I've got that $x^4-4x^3+4x^2-3 =(x^2-2x+ \sqrt{3})(x^2-2x-\sqrt{3})$
The roots of the polynomials are:
$\alpha = 1+\sqrt{1-\sqrt{3}}$ $\quad$ $\alpha_1= 1-\sqrt{1-\sqrt{3}}$ $\quad$ $\beta= 1+\sqrt{1+\sqrt{3}}$ $\quad$ $\beta_1= 1-\sqrt{1+\sqrt{3}}$
By definition, the splitting field is $L=\mathbb{Q}(\alpha, \alpha_1, \beta, \beta_1)= \mathbb{Q}(\alpha, \beta) $
It's easy to show that $\alpha_1 \in\mathbb{Q}(\alpha)$ and that $\beta_1\in\mathbb{Q}(\beta)$.
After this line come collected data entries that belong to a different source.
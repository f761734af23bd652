//! Status message functions for terminal output.

use owo_colors::OwoColorize;

use super::colors_enabled;

/// Print a success message to stderr.
pub fn success(message: &str) {
    if colors_enabled() {
        eprintln!("{} {}", "✓".green().bold(), message);
    } else {
        eprintln!("✓ {message}");
    }
}

/// Print an info message to stderr.
pub fn info(message: &str) {
    if colors_enabled() {
        eprintln!("{} {}", "ℹ".blue().bold(), message);
    } else {
        eprintln!("ℹ {message}");
    }
}

/// Print a warning message to stderr.
pub fn warning(message: &str) {
    if colors_enabled() {
        eprintln!("{} {}", "⚠".yellow().bold(), message.yellow());
    } else {
        eprintln!("⚠ {message}");
    }
}

/// Print an error message to stderr.
pub fn error(message: &str) {
    if colors_enabled() {
        eprintln!("{} {}", "✗".red().bold(), message.red());
    } else {
        eprintln!("✗ {message}");
    }
}
#[cfg(test)]
mod tests {
    use crate::cli::{Cli, Command};
    use clap::Parser;
    use std::path::PathBuf;

    #[test]
    fn test_assemble_defaults() {
        let cli = Cli::try_parse_from(["sfcpack", "assemble"]).unwrap();

        match cli.command {
            Command::Assemble(args) => {
                assert_eq!(args.mode, None);
                assert!(!args.strict);
                assert!(!args.no_clean);
                assert_eq!(args.output, None);
            }
            _ => panic!("Expected Assemble command"),
        }
    }

    #[test]
    fn test_assemble_all_flags() {
        let cli = Cli::try_parse_from([
            "sfcpack",
            "assemble",
            "--mode",
            "prod",
            "--strict",
            "--no-clean",
            "--output",
            "configs.json",
        ])
        .unwrap();

        match cli.command {
            Command::Assemble(args) => {
                assert_eq!(args.mode.as_deref(), Some("prod"));
                assert!(args.strict);
                assert!(args.no_clean);
                assert_eq!(args.output, Some(PathBuf::from("configs.json")));
            }
            _ => panic!("Expected Assemble command"),
        }
    }

    #[test]
    fn test_global_flags_after_subcommand() {
        let cli = Cli::try_parse_from([
            "sfcpack",
            "check",
            "--verbose",
            "--config",
            "conf/sfcpack.json",
            "-C",
            "/work/widget",
        ])
        .unwrap();

        assert!(cli.verbose);
        assert_eq!(cli.config, Some(PathBuf::from("conf/sfcpack.json")));
        assert_eq!(cli.cwd, Some(PathBuf::from("/work/widget")));
    }

    #[test]
    fn test_verbose_conflicts_with_quiet() {
        let result = Cli::try_parse_from(["sfcpack", "-v", "-q", "clean"]);
        assert!(result.is_err());
    }

    #[test]
    fn test_resolve_requires_request() {
        assert!(Cli::try_parse_from(["sfcpack", "resolve"]).is_err());

        let cli = Cli::try_parse_from(["sfcpack", "resolve", "vue", "--from", "src"]).unwrap();
        match cli.command {
            Command::Resolve(args) => {
                assert_eq!(args.request, "vue");
                assert_eq!(args.from, Some(PathBuf::from("src")));
            }
            _ => panic!("Expected Resolve command"),
        }
    }

    #[test]
    fn test_cli_definition_is_consistent() {
        use clap::CommandFactory;
        Cli::command().debug_assert();
    }
}
//! Schema command implementation.

use sfcpack_config::ProjectSettings;

use crate::cli::SchemaArgs;
use crate::error::Result;

/// Print the settings JSON Schema, or an example `sfcpack.toml`.
pub fn execute(args: SchemaArgs) -> Result<()> {
    if args.example {
        print!("{}", ProjectSettings::example_toml()?);
    } else {
        let schema = ProjectSettings::json_schema();
        println!("{}", serde_json::to_string_pretty(&schema)?);
    }
    Ok(())
}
Now my doubt is how to prove that $\beta \notin \mathbb{Q}(\alpha)$ And therefore the degree of the extension $L|\mathbb{Q}$ will be 8.
It's easier to prove that $\alpha\notin\mathbb{Q}(\beta)$, because this field is a subset of $\mathbb{R}$, but $\alpha\notin\mathbb{R}$.
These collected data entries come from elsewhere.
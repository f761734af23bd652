//! Resolve command implementation.

use sfcpack_config::{base_configuration, Mode, StdFileProbe};

use crate::cli::ResolveArgs;
use crate::commands::{utils, Context};
use crate::error::Result;

/// Print the file `args.request` resolves to.
///
/// Uses the development configuration's `resolve` block; aliases and
/// extensions are the same in every mode. Relative `--from` directories are
/// taken from the project directory.
pub async fn execute(ctx: &Context, args: ResolveArgs) -> Result<()> {
    let settings = ctx.load_settings()?;
    let config = base_configuration(&settings, Mode::Development)?;

    let from = match &args.from {
        Some(dir) => utils::resolve_path(dir, &ctx.project_dir),
        None => settings.root.join("src"),
    };

    let resolved = config.resolve.resolve(&args.request, &from, &StdFileProbe)?;
    println!("{}", resolved.display());
    Ok(())
}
The factorization you found over $\mathbb{R}$ shows the polynomial is irreducible over $\mathbb{Q}$, so $\beta$ has degree $4$.
We now need to compute the degree of $\alpha$ over $\mathbb{Q}(\beta)$. Since $\alpha$ is a root of $x^2-2x+\sqrt{3}$ which has coefficients in $\mathbb{Q}(\beta)$, we have that its degree is $2$.